__Record set__:
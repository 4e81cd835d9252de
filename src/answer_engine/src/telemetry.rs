use crate::config::LogFormat;
use tracing::error;
use tracing_bunyan_formatter::{BunyanFormattingLayer, JsonStorageLayer};
use tracing_subscriber::{EnvFilter, Layer, fmt, layer::SubscriberExt, util::SubscriberInitExt};

/// Wires a compact or bunyan-JSON `tracing` subscriber depending on
/// `LOG_FORMAT`, and installs a panic hook that logs structurally before
/// unwinding. Mirrors the host binary's `main()` setup.
pub fn init(format: LogFormat) -> tracing_appender::non_blocking::WorkerGuard {
    let (non_blocking_writer, guard) = tracing_appender::non_blocking(std::io::stdout());

    let env_filter = EnvFilter::try_from_default_env()
        .unwrap_or_else(|_| EnvFilter::new("answer_engine=info,tower_http=info"));

    match format {
        LogFormat::Json => {
            let registry = tracing_subscriber::registry()
                .with(env_filter)
                .with(JsonStorageLayer)
                .with(BunyanFormattingLayer::new(
                    "answer_engine".into(),
                    non_blocking_writer,
                ));
            registry.init();
        }
        LogFormat::Compact => {
            let fmt_layer = fmt::layer()
                .compact()
                .with_timer(fmt::time::ChronoUtc::rfc_3339())
                .with_writer(non_blocking_writer);
            tracing_subscriber::registry()
                .with(env_filter)
                .with(fmt_layer)
                .init();
        }
    }

    std::panic::set_hook(Box::new(|panic_info| {
        error!(target: "panic", "{}", panic_info);
    }));

    guard
}
//! Health checker (purely informational liveness probe per provider).
//! Grounded in the host's background heartbeat task shape — `tokio::spawn` +
//! `interval` + shutdown-flag check — simplified from a bidirectional
//! canister RPC to a one-way adapter probe that never drives admission
//! control; only the circuit breaker (`retry.rs`) does that.

use crate::adapters::ProviderRegistry;
use crate::core::state::SharedState;
use chrono::{DateTime, Utc};
use std::collections::HashMap;
use std::sync::Arc;
use tokio::sync::RwLock;
use tracing::{info, warn};

#[derive(Debug, Clone, Copy, PartialEq, Eq)]
pub enum Liveness {
    Healthy,
    Unhealthy,
    Unknown,
}

#[derive(Debug)]
pub struct ProviderHealth {
    pub liveness: Liveness,
    pub checked_at: DateTime<Utc>,
    pub last_error: Option<String>,
}

#[derive(Default)]
pub struct HealthRegistry {
    entries: RwLock<HashMap<String, ProviderHealth>>,
}

impl HealthRegistry {
    pub fn new() -> Self {
        HealthRegistry::default()
    }

    pub async fn snapshot(&self) -> HashMap<String, ProviderHealth> {
        self.entries.read().await.clone()
    }

    async fn record(&self, provider: &str, liveness: Liveness, last_error: Option<String>) {
        self.entries.write().await.insert(
            provider.to_string(),
            ProviderHealth {
                liveness,
                checked_at: Utc::now(),
                last_error,
            },
        );
    }
}

pub fn spawn_health_check_task(state: SharedState, adapters: Arc<ProviderRegistry>, provider_names: Vec<String>) {
    let interval_dur = state.config.health_check_interval;
    info!(interval_s = interval_dur.as_secs(), "spawning health check task");

    tokio::spawn(async move {
        let mut interval = tokio::time::interval(interval_dur);
        interval.tick().await;

        loop {
            interval.tick().await;
            if state.is_shutting_down() {
                info!("health check task shutting down due to shutdown flag");
                break;
            }

            for name in &provider_names {
                let Some(adapter) = adapters.get(name) else {
                    continue;
                };
                match adapter.health_check().await {
                    Ok(_) => state.health.record(name, Liveness::Healthy, None).await,
                    Err(e) => {
                        warn!(provider = name, error = %e, "health probe failed");
                        state
                            .health
                            .record(name, Liveness::Unhealthy, Some(e.message.clone()))
                            .await;
                    }
                }
            }
        }
    });
}

impl Clone for ProviderHealth {
    fn clone(&self) -> Self {
        ProviderHealth {
            liveness: self.liveness,
            checked_at: self.checked_at,
            last_error: self.last_error.clone(),
        }
    }
}

#[cfg(test)]
mod tests {
    use super::*;

    #[tokio::test]
    async fn records_and_reports_liveness() {
        let registry = HealthRegistry::new();
        registry.record("chatgpt", Liveness::Healthy, None).await;
        let snapshot = registry.snapshot().await;
        assert_eq!(snapshot["chatgpt"].liveness, Liveness::Healthy);
    }

    #[tokio::test]
    async fn unknown_provider_absent_from_snapshot() {
        let registry = HealthRegistry::new();
        let snapshot = registry.snapshot().await;
        assert!(!snapshot.contains_key("nonexistent"));
    }
}
fn provider(name: &str, fallback_on_failure: bool) -> ProviderSpec {
    ProviderSpec {
        name: name.to_string(),
        priority: 0,
        enabled: true,
        timeout_ms: 2_000,
        retries: 0,
        fallback_on_failure,
    }
}

fn collector_config(name: &str, providers: Vec<ProviderSpec>) -> CollectorConfig {
    let mut providers = providers;
    for (idx, p) in providers.iter_mut().enumerate() {
        p.priority = idx as u32;
    }
    CollectorConfig {
        name: name.to_string(),
        enabled: true,
        timeout_ms: 2_000,
        retries: 0,
        priority_rank: 0,
        providers,
    }
}

/// An adapter driven by a prepared script of `call()` results and, for async
/// adapters, `poll_snapshot()` results, popped front-to-back. Tracks the
/// number of times `call` was invoked so fast-fail scenarios (S4) can assert
/// the breaker actually skipped the adapter.
struct ScriptedAdapter {
    name: String,
    is_async: bool,
    call_script: Mutex<VecDeque<Result<AdapterOutcome, CollectorError>>>,
    poll_script: Mutex<VecDeque<Result<Option<NormalizedAnswer>, CollectorError>>>,
    call_count: Mutex<u32>,
}

impl ScriptedAdapter {
    fn sync(name: &str, script: Vec<Result<AdapterOutcome, CollectorError>>) -> Self {
        ScriptedAdapter {
            name: name.to_string(),
            is_async: false,
            call_script: Mutex::new(script.into()),
            poll_script: Mutex::new(VecDeque::new()),
            call_count: Mutex::new(0),
        }
    }

    fn asynchronous(
        name: &str,
        call_script: Vec<Result<AdapterOutcome, CollectorError>>,
        poll_script: Vec<Result<Option<NormalizedAnswer>, CollectorError>>,
    ) -> Self {
        ScriptedAdapter {
            name: name.to_string(),
            is_async: true,
            call_script: Mutex::new(call_script.into()),
            poll_script: Mutex::new(poll_script.into()),
            call_count: Mutex::new(0),
        }
    }

    fn calls(&self) -> u32 {
        *self.call_count.lock().unwrap()
    }
}

#[async_trait]
impl ProviderAdapter for ScriptedAdapter {
    fn name(&self) -> &str {
        &self.name
    }

    fn is_async(&self) -> bool {
        self.is_async
    }

    async fn call(&self, _req: &AdapterRequest) -> Result<AdapterOutcome, CollectorError> {
        *self.call_count.lock().unwrap() += 1;
        self.call_script
            .lock()
            .unwrap()
            .pop_front()
            .unwrap_or_else(|| Err(CollectorError::new(ErrorKind::Unknown, "script exhausted")))
    }

    async fn poll_snapshot(&self, _snapshot_id: &str) -> Result<Option<NormalizedAnswer>, CollectorError> {
        self.poll_script
            .lock()
            .unwrap()
            .pop_front()
            .unwrap_or(Ok(None))
    }
}
use super::{AdapterOutcome, AdapterRequest, NormalizedAnswer, ProviderAdapter};
use crate::normalizer;
use answer_types::error::{CollectorError, ErrorKind};
use async_trait::async_trait;
use serde_json::Value;
use std::collections::BTreeSet;

/// Search-augmented-generation backend: GET a search URL, parse an ordered
/// sequence of typed text blocks into plain text, collect reference URLs
/// from both a top-level list and per-block inline annotations.
pub struct SearchSerpAdapter {
    pub name: String,
    pub base_url: String,
    pub api_key: Option<String>,
    pub client: reqwest::Client,
}

#[async_trait]
impl ProviderAdapter for SearchSerpAdapter {
    fn name(&self) -> &str {
        &self.name
    }

    fn is_async(&self) -> bool {
        false
    }

    async fn health_check(&self) -> Result<(), CollectorError> {
        let resp = self.client.head(&self.base_url).send().await.map_err(CollectorError::from)?;
        if resp.status().is_server_error() {
            return Err(CollectorError::new(
                ErrorKind::Transport,
                format!("{} base endpoint returned {}", self.name, resp.status()),
            ));
        }
        Ok(())
    }

    async fn call(&self, req: &AdapterRequest) -> Result<AdapterOutcome, CollectorError> {
        let Some(api_key) = &self.api_key else {
            return Err(CollectorError::new(
                ErrorKind::ConfigurationMissing,
                format!("{}: missing API credential", self.name),
            ));
        };

        let resp = self
            .client
            .get(&self.base_url)
            .query(&[
                ("q", req.prompt.as_str()),
                ("locale", req.locale.as_deref().unwrap_or("")),
                ("gl", req.country.as_deref().unwrap_or("")),
            ])
            .bearer_auth(api_key)
            .send()
            .await
            .map_err(CollectorError::from)?;

        if !resp.status().is_success() {
            return Err(match resp.status().as_u16() {
                401 | 403 => CollectorError::new(ErrorKind::Auth, "unauthorized"),
                s if s >= 500 => CollectorError::new(ErrorKind::Transport, "server error"),
                _ => CollectorError::new(ErrorKind::InvalidInput, "bad request"),
            });
        }

        let parsed: Value = resp.json().await.map_err(CollectorError::from)?;

        let answer = render_text_blocks(&parsed);
        if answer.is_empty() {
            return Err(CollectorError::new(ErrorKind::EmptyResponse, "no text blocks in response"));
        }
        let urls = collect_reference_urls(&parsed);

        Ok(AdapterOutcome::Sync(NormalizedAnswer {
            answer,
            citations: urls.clone(),
            urls,
            model_used: None,
            metadata: parsed,
        }))
    }
}

fn render_text_blocks(root: &Value) -> String {
    let Some(blocks) = root.get("text_blocks").and_then(Value::as_array) else {
        return String::new();
    };
    let mut lines = Vec::new();
    for block in blocks {
        let kind = block.get("type").and_then(Value::as_str).unwrap_or("paragraph");
        let text = block.get("text").and_then(Value::as_str).unwrap_or("");
        if text.is_empty() {
            continue;
        }
        match kind {
            "heading" => lines.push(format!("## {text}")),
            "list_item" => lines.push(format!("- {text}")),
            "code" => lines.push(format!("```\n{text}\n```")),
            _ => lines.push(text.to_string()),
        }
    }
    lines.join("\n")
}

/// Unions the SERP-specific top-level `references` list with the
/// shared `normalizer::extract_urls` walk, which already covers per-block
/// `snippet_links` (and every other shape `SPEC_FULL.md` §4.2 names)
/// recursively over `text_blocks`.
fn collect_reference_urls(root: &Value) -> Vec<String> {
    let mut seen = BTreeSet::new();
    let mut ordered = Vec::new();
    let mut push = |s: &str| {
        if (s.starts_with("http://") || s.starts_with("https://")) && seen.insert(s.to_string()) {
            ordered.push(s.to_string());
        }
    };

    if let Some(refs) = root.get("references").and_then(Value::as_array) {
        for r in refs {
            if let Some(s) = r.as_str().or_else(|| r.get("url").and_then(Value::as_str)) {
                push(s);
            }
        }
    }
    for url in normalizer::extract_urls(root) {
        push(&url);
    }
    ordered
}

#[cfg(test)]
mod tests {
    use super::*;
    use serde_json::json;

    #[test]
    fn renders_headings_lists_and_code_blocks() {
        let payload = json!({
            "text_blocks": [
                {"type": "heading", "text": "Overview"},
                {"type": "paragraph", "text": "Some body text."},
                {"type": "list_item", "text": "first point"},
                {"type": "code", "text": "let x = 1;"},
            ]
        });
        let rendered = render_text_blocks(&payload);
        assert!(rendered.contains("## Overview"));
        assert!(rendered.contains("- first point"));
        assert!(rendered.contains("```\nlet x = 1;\n```"));
    }

    #[test]
    fn collects_and_dedupes_references_and_inline_links() {
        let payload = json!({
            "references": ["https://a.example"],
            "text_blocks": [
                {"type": "paragraph", "text": "x", "snippet_links": ["https://a.example", "https://b.example"]}
            ]
        });
        assert_eq!(
            collect_reference_urls(&payload),
            vec!["https://a.example", "https://b.example"]
        );
    }
}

__What is required__:
Where a line of the material holds the word "ProviderHealth", copy that line.

__Exercise result__:
pub struct ProviderHealth {
    entries: RwLock<HashMap<String, ProviderHealth>>,
    pub async fn snapshot(&self) -> HashMap<String, ProviderHealth> {
            ProviderHealth {
impl Clone for ProviderHealth {
        ProviderHealth {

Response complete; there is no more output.